▸ WHAT IS NEEDED: Below are records. Count every line containing the word "second" and give the number alone.

▸ EXERCISE MATERIAL:
※ ※ ※

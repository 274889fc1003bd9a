//! RPI ranking generation for a division
//!
//! The generator asks its match source for a division's matches, then runs the
//! synchronous `build_rankings` pass: filter, normalize, aggregate into a fresh
//! `Schedule`, compute RPI per team and rank.

use crate::config::RankingSettings;
use crate::error::{ranking_error, RankingError, Result};
use crate::rating::schedule::Schedule;
use crate::source::{MatchQuery, MatchSource};
use crate::types::{Match, MatchEvent, RankingEntry, TeamScore};
use crate::utils::{current_timestamp, parse_game_date};
use std::cmp::Ordering;
use std::sync::Arc;
use tracing::{debug, info, warn};

/// Produces rankings for one division at a time
pub struct RankingGenerator {
    source: Arc<dyn MatchSource>,
    settings: RankingSettings,
}

impl RankingGenerator {
    pub fn new(source: Arc<dyn MatchSource>, settings: RankingSettings) -> Self {
        Self { source, settings }
    }

    pub fn settings(&self) -> &RankingSettings {
        &self.settings
    }

    /// Query the source for a division's matches in the configured flight
    pub fn query_for(&self, division: &str) -> MatchQuery {
        let query = MatchQuery::new(division);
        if self.settings.flight.is_empty() {
            query
        } else {
            query.with_flight(self.settings.flight.as_str())
        }
    }

    /// Rank every team that appears in the division's matches
    ///
    /// A source failure aborts the run. No matches yields an empty ranking.
    pub async fn generate_rankings(&self, division: &str) -> Result<Vec<RankingEntry>> {
        let query = self.query_for(division);
        info!("Processing rankings for {}", query);

        let matches = self.source.fetch_matches(&query).await?;
        let rankings = build_rankings(&matches, &self.settings.date_format)?;

        info!("Ranked {} teams for {}", rankings.len(), query);
        Ok(rankings)
    }
}

/// Convert a raw record into a schedule match, or `None` if it cannot be ranked
fn normalize(event: &MatchEvent, date_format: &str) -> Option<Match> {
    if !event.has_both_teams() {
        debug!("Skipping match {} with a missing team name", event.match_id);
        return None;
    }

    if event.is_self_play() {
        warn!("Skipping match {} where a team plays itself: {}", event.match_id, event);
        return None;
    }

    // The date never feeds the formula, so an unparseable one is replaced
    let date = parse_game_date(&event.game_date, date_format).unwrap_or_else(|| {
        warn!(
            "Could not parse game date '{}' of match {}, using current time",
            event.game_date, event.match_id
        );
        current_timestamp()
    });

    let mut home = TeamScore::new(event.home_team_name.as_str(), event.home_team_score);
    home.id = event.home_team_id;
    let mut away = TeamScore::new(event.away_team_name.as_str(), event.away_team_score);
    away.id = event.away_team_id;

    Some(Match::new(date, home, away))
}

/// Build a schedule from raw records, dropping the ones that cannot be ranked
pub fn build_schedule(matches: &[MatchEvent], date_format: &str) -> Schedule {
    let mut schedule = Schedule::new();
    for m in matches.iter().filter_map(|event| normalize(event, date_format)) {
        schedule.add_match(m);
    }

    let skipped = matches.len() - schedule.len();
    if skipped > 0 {
        debug!("{} of {} match records skipped", skipped, matches.len());
    }
    schedule
}

/// A lookup failure for a name taken from the schedule itself is a broken invariant
fn invariant_violation(err: &anyhow::Error) -> RankingError {
    let message = match ranking_error(err) {
        Some(RankingError::TeamNotFound { team }) => {
            format!("discovered team '{}' missing from its own schedule", team)
        }
        _ => err.to_string(),
    };
    RankingError::InvariantViolation { message }
}

/// Rank the teams of a schedule by descending RPI
///
/// Names are visited in lexicographic order and the sort is stable, so equal
/// RPI values keep alphabetical order. Ranks are `1..=N` with no gaps.
pub fn rank_schedule(schedule: &Schedule) -> Result<Vec<RankingEntry>> {
    let mut rankings = Vec::new();

    for team_name in schedule.team_names() {
        let rpi = schedule
            .calculate_rpi(&team_name)
            .map_err(|e| invariant_violation(&e))?;

        rankings.push(RankingEntry {
            team_id: schedule.first_seen_id(&team_name),
            team_name,
            rpi,
            ranking: 0, // assigned after sorting
        });
    }

    rankings.sort_by(|a, b| b.rpi.partial_cmp(&a.rpi).unwrap_or(Ordering::Equal));

    for (position, entry) in rankings.iter_mut().enumerate() {
        entry.ranking = position as u32 + 1;
    }

    Ok(rankings)
}

/// Filter, normalize and rank raw match records
pub fn build_rankings(matches: &[MatchEvent], date_format: &str) -> Result<Vec<RankingEntry>> {
    let schedule = build_schedule(matches, date_format);
    rank_schedule(&schedule)
}

#[cfg(test)]
mod tests {
    use super::*;
    use crate::source::MockMatchSource;
    use crate::utils::DEFAULT_DATE_FORMAT;
    use chrono::Utc;

    fn event(match_id: i64, home: &str, home_score: u32, away: &str, away_score: u32) -> MatchEvent {
        MatchEvent {
            match_id,
            game_date: "2023-09-09T12:00:00".to_string(),
            home_team_id: None,
            home_team_name: home.to_string(),
            home_team_score: home_score,
            away_team_id: None,
            away_team_name: away.to_string(),
            away_team_score: away_score,
            flight: "ECNL".to_string(),
            division: "G2009".to_string(),
            event_name: None,
        }
    }

    fn generator_with(source: MockMatchSource) -> RankingGenerator {
        RankingGenerator::new(Arc::new(source), RankingSettings::default())
    }

    #[test]
    fn test_two_team_round_robin_ties_break_alphabetically() {
        let matches = vec![event(1, "Beta", 1, "Alpha", 2), event(2, "Alpha", 0, "Beta", 3)];

        let rankings = build_rankings(&matches, DEFAULT_DATE_FORMAT).unwrap();

        assert_eq!(rankings.len(), 2);
        assert_eq!(rankings[0].team_name, "Alpha");
        assert_eq!(rankings[0].ranking, 1);
        assert_eq!(rankings[1].team_name, "Beta");
        assert_eq!(rankings[1].ranking, 2);
        assert!((rankings[0].rpi - 0.125).abs() < 1e-12);
        assert!((rankings[1].rpi - 0.125).abs() < 1e-12);
    }

    #[test]
    fn test_rankings_sorted_descending() {
        let matches = vec![
            event(1, "Alpha", 3, "Beta", 0),
            event(2, "Alpha", 2, "Gamma", 0),
            event(3, "Beta", 1, "Gamma", 0),
            event(4, "Delta", 0, "Alpha", 1),
            event(5, "Delta", 1, "Gamma", 1),
        ];

        let rankings = build_rankings(&matches, DEFAULT_DATE_FORMAT).unwrap();

        assert_eq!(rankings.len(), 4);
        assert_eq!(rankings[0].team_name, "Alpha");
        for pair in rankings.windows(2) {
            assert!(pair[0].rpi >= pair[1].rpi);
        }
        let ranks: Vec<u32> = rankings.iter().map(|r| r.ranking).collect();
        assert_eq!(ranks, vec![1, 2, 3, 4]);
    }

    #[test]
    fn test_rows_with_missing_or_identical_names_skipped() {
        let matches = vec![
            event(1, "Alpha", 1, "Beta", 0),
            event(2, "", 4, "Gamma", 0),
            event(3, "Delta", 4, "", 0),
            event(4, "Epsilon", 1, "Epsilon", 1),
        ];

        let schedule = build_schedule(&matches, DEFAULT_DATE_FORMAT);
        assert_eq!(schedule.len(), 1);

        let rankings = build_rankings(&matches, DEFAULT_DATE_FORMAT).unwrap();
        let names: Vec<&str> = rankings.iter().map(|r| r.team_name.as_str()).collect();
        assert_eq!(names, vec!["Alpha", "Beta"]);
    }

    #[test]
    fn test_unparseable_date_falls_back_to_now() {
        let mut raw = event(1, "Alpha", 1, "Beta", 0);
        raw.game_date = "Sat, Sep 9".to_string();

        let before = Utc::now();
        let schedule = build_schedule(&[raw], DEFAULT_DATE_FORMAT);
        assert_eq!(schedule.len(), 1);
        assert!(schedule.matches()[0].date >= before);

        let parsed = build_schedule(&[event(2, "Alpha", 1, "Beta", 0)], DEFAULT_DATE_FORMAT);
        assert_eq!(parsed.matches()[0].date.to_rfc3339(), "2023-09-09T12:00:00+00:00");
    }

    #[test]
    fn test_first_seen_team_id_carried_through() {
        let mut first = event(1, "Alpha", 1, "Beta", 0);
        first.home_team_id = Some(101);
        let mut second = event(2, "Beta", 0, "Alpha", 0);
        second.home_team_id = Some(202);
        second.away_team_id = Some(999);

        let rankings = build_rankings(&[first, second], DEFAULT_DATE_FORMAT).unwrap();
        let alpha = rankings.iter().find(|r| r.team_name == "Alpha").unwrap();
        let beta = rankings.iter().find(|r| r.team_name == "Beta").unwrap();
        assert_eq!(alpha.team_id, Some(101));
        assert_eq!(beta.team_id, Some(202));
    }

    #[test]
    fn test_empty_input_yields_empty_ranking() {
        let rankings = build_rankings(&[], DEFAULT_DATE_FORMAT).unwrap();
        assert!(rankings.is_empty());
    }

    #[test]
    fn test_team_not_found_reported_as_invariant_violation() {
        let err = Schedule::new().calculate_rpi("Ghost").unwrap_err();

        match invariant_violation(&err) {
            RankingError::InvariantViolation { message } => {
                assert_eq!(message, "discovered team 'Ghost' missing from its own schedule");
            }
            other => panic!("unexpected error: {:?}", other),
        }

        let other = anyhow::anyhow!("lock poisoned");
        assert_eq!(
            invariant_violation(&other),
            RankingError::InvariantViolation {
                message: "lock poisoned".to_string()
            }
        );
    }

    #[tokio::test]
    async fn test_generate_queries_configured_flight() {
        let mut source = MockMatchSource::new();
        source
            .expect_fetch_matches()
            .withf(|query| query.division == "G2009" && query.flight.as_deref() == Some("ECNL"))
            .times(1)
            .returning(|_| Ok(vec![event(1, "Alpha", 2, "Beta", 1)]));

        let rankings = generator_with(source).generate_rankings("G2009").await.unwrap();
        assert_eq!(rankings.len(), 2);
        assert_eq!(rankings[0].team_name, "Alpha");
    }

    #[tokio::test]
    async fn test_generate_without_flight_queries_all_flights() {
        let mut source = MockMatchSource::new();
        source
            .expect_fetch_matches()
            .withf(|query| query.flight.is_none())
            .times(1)
            .returning(|_| Ok(Vec::new()));

        let settings = RankingSettings {
            flight: String::new(),
            ..RankingSettings::default()
        };
        let generator = RankingGenerator::new(Arc::new(source), settings);

        assert!(generator.generate_rankings("B2008").await.unwrap().is_empty());
    }

    #[tokio::test]
    async fn test_source_failure_propagates() {
        let mut source = MockMatchSource::new();
        source.expect_fetch_matches().returning(|_| {
            Err(RankingError::SourceUnavailable {
                message: "connection refused".to_string(),
            }
            .into())
        });

        let err = generator_with(source)
            .generate_rankings("G2009")
            .await
            .unwrap_err();
        assert!(matches!(
            ranking_error(&err),
            Some(RankingError::SourceUnavailable { .. })
        ));
    }
}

※ ※ ※

▸ RESPONSE: 4